BEGIN
use nbmerge_core::{InputEvent, ItemCoord, MergeViewError, PaneRole, Rect, Vec2};
use nbmerge_input::{DragAction, DragController, DragState, MoveOutcome, PaneSet, ReorderEngine};
use nbmerge_model::{OutputItem, ReorderableCollection};

use crate::options::ViewOptions;

/// Reorderable outputs comparison: read-only local/base/remote panes next
/// to the mutable merged pane, or the merged pane alone.
pub struct OutputsMergeView {
    panes: PaneSet<OutputItem>,
    controller: DragController,
    pointer: Vec2,
}

impl OutputsMergeView {
    /// `base`, `local` and `remote` must be all present or all absent.
    pub fn new(
        base: Option<Vec<OutputItem>>,
        local: Option<Vec<OutputItem>>,
        remote: Option<Vec<OutputItem>>,
        merged: &ReorderableCollection<OutputItem>,
        options: &ViewOptions,
    ) -> Result<Self, MergeViewError> {
        let merged = merged.to_vec();
        let contents = match (local, base, remote) {
            (Some(local), Some(base), Some(remote)) => vec![
                (PaneRole::Local, local),
                (PaneRole::Base, base),
                (PaneRole::Remote, remote),
                (PaneRole::Merged, merged),
            ],
            (None, None, None) => vec![(PaneRole::Merged, merged)],
            _ => return Err(MergeViewError::PartialSides { what: "outputs" }),
        };
        let merge_pane = contents.len() - 1;
        let panes = PaneSet::new(
            contents,
            merge_pane,
            options.columns(Vec2::new(0.0, 0.0)),
            options.handle_height,
        )?;
        Ok(Self {
            panes,
            controller: DragController::with_threshold(options.drag_threshold),
            pointer: Vec2::new(0.0, 0.0),
        })
    }

    pub fn panes(&self) -> &PaneSet<OutputItem> {
        &self.panes
    }

    pub fn bounds(&self) -> Rect {
        self.panes.bounds()
    }

    pub fn set_origin(&mut self, origin: Vec2) {
        self.panes.set_origin(origin);
    }

    /// True while a press or drag started in this view is unresolved.
    pub fn owns_pointer(&self) -> bool {
        !matches!(self.controller.state(), DragState::Idle)
    }

    /// Snapshot rect under the pointer and the current drop gap, while
    /// dragging.
    pub fn drag_preview(&self) -> Option<(Rect, Option<ItemCoord>)> {
        match self.controller.state() {
            DragState::Dragging {
                image, drop_target, ..
            } => Some((image.rect_at(self.pointer), *drop_target)),
            _ => None,
        }
    }

    /// Feed a pointer event. Returns the applied or rejected outcome when
    /// the event completed a drop.
    pub fn handle_event(
        &mut self,
        event: InputEvent,
        merged: &mut ReorderableCollection<OutputItem>,
    ) -> Result<Option<MoveOutcome>, MergeViewError> {
        self.pointer = event.position();
        match self.controller.process(event, &self.panes) {
            DragAction::Drop { from, to } => self.apply_move(from, to, merged).map(Some),
            _ => Ok(None),
        }
    }

    /// Apply a resolved `(pane, item)` move against the merged outputs.
    pub fn apply_move(
        &mut self,
        from: ItemCoord,
        to: ItemCoord,
        merged: &mut ReorderableCollection<OutputItem>,
    ) -> Result<MoveOutcome, MergeViewError> {
        ReorderEngine::apply(&mut self.panes, merged, from, to)
    }
}
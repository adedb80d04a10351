use nbmerge_core::Vec2;
use nbmerge_layout::{PaneColumns, SelectorOptions};

/// Geometry and behaviour knobs for a composed merge view.
#[derive(Debug, Clone, Copy, PartialEq)]
pub struct ViewOptions {
    pub pane_width: f32,
    pub pane_gap: f32,
    pub item_height: f32,
    pub handle_height: f32,
    pub drag_threshold: f32,
    pub expand_unchanged_outputs: bool,
}

impl Default for ViewOptions {
    fn default() -> Self {
        Self {
            pane_width: 40.0,
            pane_gap: 1.0,
            item_height: 3.0,
            handle_height: 1.0,
            drag_threshold: 4.0,
            expand_unchanged_outputs: false,
        }
    }
}

impl ViewOptions {
    pub fn columns(&self, origin: Vec2) -> PaneColumns {
        PaneColumns::new(origin, self.pane_width, self.pane_gap, self.item_height)
    }

    pub fn selector_options(&self) -> SelectorOptions {
        SelectorOptions {
            expand_unchanged_outputs: self.expand_unchanged_outputs,
        }
    }

    /// Width of a full four-pane row.
    pub fn row_width(&self) -> f32 {
        self.columns(Vec2::new(0.0, 0.0)).total_width(4)
    }
}
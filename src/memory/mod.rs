//! Memory model for the scripting runtime
//!
//! This module provides the core memory abstractions:
//! - [`value`]: Runtime value representation (primitives and heap references)
//! - [`heap`]: The fixed-size slot heap, object headers and the free list
//! - [`gc`]: Mark-sweep collector over the heap and the scope arena
//! - [`compact`]: Sliding compaction used when collection alone cannot satisfy a request
//! - [`stack`]: Bounded call stack
//!
//! [`Memory`] ties the heap to the root registries the collector consults on top
//! of the scope graph:
//! - *managed* references: objects not yet reachable through any scope
//! - *permanent* references: objects that are never collected
//! - *guarded* values: references held by an allocation entry point while the
//!   allocation runs
//!
//! # Contract Checking
//!
//! With contract checking on, [`Memory::free`] refuses runs that do not match an
//! object header of exactly that span, and [`Memory::verify_free_list`] audits
//! the free list after every collection.

pub mod compact;
pub mod gc;
pub mod heap;
pub mod stack;
pub mod value;

use std::fmt;

use crate::interpreter::constants::FIRST_USABLE_SLOT;
use crate::interpreter::errors::RuntimeError;
use heap::{Heap, HeapObject, ObjectData, Slot};
use value::{Reference, Value};

/// Heap plus root registries
#[derive(Debug, Clone)]
pub struct Memory {
    pub(crate) heap: Heap,
    pub(crate) managed: Vec<Reference>,
    pub(crate) permanent: Vec<Reference>,
    pub(crate) guarded: Vec<Value>,
    check_contracts: bool,
}

impl Memory {
    pub fn new(size: usize, check_contracts: bool) -> Self {
        Memory {
            heap: Heap::new(size),
            managed: Vec::new(),
            permanent: Vec::new(),
            guarded: Vec::new(),
            check_contracts,
        }
    }

    pub fn heap(&self) -> &Heap {
        &self.heap
    }

    pub fn capacity(&self) -> usize {
        self.heap.capacity()
    }

    /// Number of slots on the free list
    pub fn available(&self) -> usize {
        self.heap.available()
    }

    pub fn check_contracts(&self) -> bool {
        self.check_contracts
    }

    /// Reserve `size` contiguous slots without collecting
    pub fn try_allocate(&mut self, size: usize) -> Option<Reference> {
        self.heap.reserve(size)
    }

    /// Write the header of a freshly reserved block.
    ///
    /// The header must span exactly the reserved slots.
    pub fn init(&mut self, r: Reference, object: HeapObject) -> Result<(), RuntimeError> {
        let slot = self.heap.object_mut(r)?;
        if slot.span() != object.span() {
            return Err(RuntimeError::InvalidFree {
                reference: r.slot(),
                length: object.span(),
                message: format!("reserved block spans {} slots", slot.span()),
            });
        }
        *slot = object;
        Ok(())
    }

    /// Return `length` slots starting at `r` to the head of the free list
    pub fn free(&mut self, r: Reference, length: usize) -> Result<(), RuntimeError> {
        if r.is_null() || length == 0 || r.slot() + length > self.heap.capacity() {
            return Err(RuntimeError::InvalidFree {
                reference: r.slot(),
                length,
                message: "run is outside the heap".to_string(),
            });
        }
        if self.check_contracts {
            let span = self.heap.object(r).map(HeapObject::span).map_err(|_| {
                RuntimeError::InvalidFree {
                    reference: r.slot(),
                    length,
                    message: "no object header at this slot".to_string(),
                }
            })?;
            if span != length {
                return Err(RuntimeError::InvalidFree {
                    reference: r.slot(),
                    length,
                    message: format!("object spans {} slots", span),
                });
            }
        }

        self.heap.release(r, length);
        self.managed.retain(|&m| m != r);
        self.permanent.retain(|&p| p != r);
        Ok(())
    }

    pub fn get(&self, r: Reference) -> Result<&HeapObject, RuntimeError> {
        self.heap.object(r)
    }

    pub fn get_mut(&mut self, r: Reference) -> Result<&mut HeapObject, RuntimeError> {
        self.heap.object_mut(r)
    }

    /// Replace the data of the object at `r`. The object may not change size.
    pub fn set(&mut self, r: Reference, data: ObjectData) -> Result<(), RuntimeError> {
        let object = self.heap.object_mut(r)?;
        let replacement = HeapObject::new(data);
        if replacement.span() != object.span() {
            return Err(RuntimeError::TypeError {
                expected: format!("object spanning {} slots", object.span()),
                got: format!("{} spanning {} slots", replacement.kind_name(), replacement.span()),
            });
        }
        object.data = replacement.data;
        Ok(())
    }

    /// Number of elements of the array at `r`
    pub fn array_len(&self, r: Reference) -> Result<usize, RuntimeError> {
        match &self.heap.object(r)?.data {
            ObjectData::Array { len } => Ok(*len),
            other => Err(RuntimeError::TypeError {
                expected: "Array".to_string(),
                got: other.kind_name().to_string(),
            }),
        }
    }

    fn element_slot(&self, r: Reference, index: i64) -> Result<Reference, RuntimeError> {
        let len = self.array_len(r)?;
        match usize::try_from(index) {
            Ok(i) if i < len => Ok(r.offset(i + 1)),
            _ => Err(RuntimeError::IndexOutOfBounds { index, len }),
        }
    }

    /// Read an array element stored in the slot after the header
    pub fn read_element(&self, r: Reference, index: i64) -> Result<Value, RuntimeError> {
        let slot = self.element_slot(r, index)?;
        self.heap.read(slot).cloned()
    }

    pub fn write_element(
        &mut self,
        r: Reference,
        index: i64,
        value: Value,
    ) -> Result<(), RuntimeError> {
        let slot = self.element_slot(r, index)?;
        self.heap.write(slot, value)
    }

    /// Keep `r` alive until [`Memory::unmanage`] is called
    pub fn manage(&mut self, r: Reference) {
        if !r.is_null() && !self.managed.contains(&r) {
            self.managed.push(r);
        }
    }

    pub fn unmanage(&mut self, r: Reference) {
        self.managed.retain(|&m| m != r);
    }

    /// Keep `r` alive for the rest of the session
    pub fn make_permanent(&mut self, r: Reference) {
        if !r.is_null() && !self.permanent.contains(&r) {
            self.permanent.push(r);
        }
    }

    pub fn managed(&self) -> &[Reference] {
        &self.managed
    }

    pub fn permanent(&self) -> &[Reference] {
        &self.permanent
    }

    /// Root `values` until the matching [`Memory::release_guard`].
    /// Returns the mark to release with.
    pub(crate) fn guard(&mut self, values: impl IntoIterator<Item = Value>) -> usize {
        let mark = self.guarded.len();
        self.guarded.extend(values);
        mark
    }

    /// Drop guards pushed since `mark`, returning the (possibly relocated) values
    pub(crate) fn release_guard(&mut self, mark: usize) -> Vec<Value> {
        self.guarded.split_off(mark.min(self.guarded.len()))
    }

    /// Render every non-empty slot, one per line
    pub fn memory_view(&self) -> String {
        let mut out = String::new();
        for (index, slot) in self.heap.slots().iter().enumerate().skip(FIRST_USABLE_SLOT) {
            match slot {
                Slot::Empty => {}
                Slot::Object(object) => {
                    out.push_str(&format!("{}  {}\n", Reference::new(index), describe(object)));
                }
                Slot::Data(value) => {
                    out.push_str(&format!("{}    = {}\n", Reference::new(index), value));
                }
            }
        }
        out
    }

    /// Snapshot of the free list in free-list order
    pub fn available_view(&self) -> AvailableView {
        let slots: Vec<usize> = self.heap.free_list().iter().collect();
        AvailableView {
            count: slots.len(),
            slots,
        }
    }

    /// Audit the free list against the heap.
    ///
    /// Every listed slot must be in range, listed once and empty, and every
    /// empty slot must be listed. Array data slots are never empty while their
    /// header is live, so they cannot appear.
    pub fn verify_free_list(&self) -> Result<(), RuntimeError> {
        let capacity = self.heap.capacity();
        let mut seen = vec![false; capacity];

        for slot in self.heap.free_list().iter() {
            if slot < FIRST_USABLE_SLOT || slot >= capacity {
                return Err(corrupted(format!("slot {} is outside the heap", slot)));
            }
            if seen[slot] {
                return Err(corrupted(format!("slot {} is listed twice", slot)));
            }
            seen[slot] = true;
            match self.heap.slot(slot) {
                Some(Slot::Empty) => {}
                Some(Slot::Data(_)) => {
                    return Err(corrupted(format!("array data slot {} is listed as free", slot)))
                }
                _ => return Err(corrupted(format!("live slot {} is listed as free", slot))),
            }
        }

        let leaked = self
            .heap
            .slots()
            .iter()
            .enumerate()
            .skip(FIRST_USABLE_SLOT)
            .filter(|(index, slot)| matches!(slot, Slot::Empty) && !seen[*index])
            .count();
        if leaked > 0 {
            return Err(corrupted(format!("{} empty slots are not on the free list", leaked)));
        }
        Ok(())
    }
}

impl Default for Memory {
    fn default() -> Self {
        Memory::new(crate::interpreter::constants::DEFAULT_HEAP_SIZE, true)
    }
}

fn corrupted(message: String) -> RuntimeError {
    RuntimeError::FreeListCorrupted { message }
}

fn describe(object: &HeapObject) -> String {
    match &object.data {
        ObjectData::Array { len } => format!("Array[{}]", len),
        ObjectData::Instance { class, env } => format!("Instance of {} (scope {})", class, env),
        ObjectData::Class(class) => format!("Class {}", class.name),
        ObjectData::Module { name, .. } => format!("Module {}", name),
        ObjectData::Callable(callable) => {
            format!("{} {}({})", object.kind_name(), callable.name, callable.params.join(", "))
        }
        ObjectData::Native { type_name, payload } => format!("{} {}", type_name, payload),
    }
}

/// Free-slot count and addresses, as returned by [`Memory::available_view`]
#[derive(Debug, Clone, PartialEq, Eq)]
pub struct AvailableView {
    pub count: usize,
    pub slots: Vec<usize>,
}

impl fmt::Display for AvailableView {
    fn fmt(&self, f: &mut fmt::Formatter<'_>) -> fmt::Result {
        writeln!(f, "Available slots: {}", self.count)?;
        let slots: Vec<String> = self.slots.iter().map(ToString::to_string).collect();
        write!(f, "[{}]", slots.join(", "))
    }
}

#[cfg(test)]
mod tests {
    use super::*;
    use pretty_assertions::assert_eq;

    #[test]
    fn test_free_checks_span() {
        let mut memory = Memory::new(8, true);
        let array = memory.try_allocate(3).unwrap();
        assert!(matches!(
            memory.free(array, 1),
            Err(RuntimeError::InvalidFree { .. })
        ));
        assert!(matches!(
            memory.free(array.offset(1), 1),
            Err(RuntimeError::InvalidFree { .. })
        ));
        memory.free(array, 3).unwrap();
        assert_eq!(memory.available(), 7);
        memory.verify_free_list().unwrap();
    }

    #[test]
    fn test_array_elements() {
        let mut memory = Memory::new(8, true);
        let array = memory.try_allocate(3).unwrap();
        memory.write_element(array, 1, Value::Int(5)).unwrap();
        assert_eq!(memory.read_element(array, 0).unwrap(), Value::Null);
        assert_eq!(memory.read_element(array, 1).unwrap(), Value::Int(5));
        assert_eq!(
            memory.read_element(array, 2),
            Err(RuntimeError::IndexOutOfBounds { index: 2, len: 2 })
        );
        assert_eq!(
            memory.read_element(array, -1),
            Err(RuntimeError::IndexOutOfBounds { index: -1, len: 2 })
        );
    }

    #[test]
    fn test_set_keeps_span() {
        let mut memory = Memory::new(8, true);
        let r = memory.try_allocate(1).unwrap();
        memory
            .set(
                r,
                ObjectData::Native {
                    type_name: "Point".to_string(),
                    payload: Value::Int(1),
                },
            )
            .unwrap();
        assert_eq!(memory.get(r).unwrap().kind_name(), "NativeObject");
        assert!(memory.set(r, ObjectData::Array { len: 2 }).is_err());
    }

    #[test]
    fn test_available_view_follows_free_list_order() {
        let mut memory = Memory::new(6, true);
        let refs: Vec<_> = (0..3).map(|_| memory.try_allocate(1).unwrap()).collect();
        memory.free(refs[0], 1).unwrap();
        let view = memory.available_view();
        assert_eq!(view.count, 3);
        assert_eq!(view.slots, vec![1, 4, 5]);
        assert_eq!(view.to_string(), "Available slots: 3\n[1, 4, 5]");
    }

    #[test]
    fn test_memory_view_lists_headers_and_elements() {
        let mut memory = Memory::new(4, true);
        let array = memory.try_allocate(2).unwrap();
        memory.write_element(array, 0, Value::Int(9)).unwrap();
        assert_eq!(memory.memory_view(), "@0001  Array[1]\n@0002    = 9\n");
    }

    #[test]
    fn test_verify_detects_live_slot_on_free_list() {
        let mut memory = Memory::new(4, true);
        let r = memory.try_allocate(1).unwrap();
        memory
            .heap
            .replace_free_list(heap::FreeList::from_ordered([r.slot(), 2, 3]));
        assert!(matches!(
            memory.verify_free_list(),
            Err(RuntimeError::FreeListCorrupted { .. })
        ));
    }
}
END
== TASK ==
Only the lines from the top of the data through the line that contains "local/base/remote panes next" should be quoted, exactly as they stand.

== RESPONSE TO THE EXERCISE ==
use nbmerge_core::{InputEvent, ItemCoord, MergeViewError, PaneRole, Rect, Vec2};
use nbmerge_input::{DragAction, DragController, DragState, MoveOutcome, PaneSet, ReorderEngine};
use nbmerge_model::{OutputItem, ReorderableCollection};

use crate::options::ViewOptions;

/// Reorderable outputs comparison: read-only local/base/remote panes next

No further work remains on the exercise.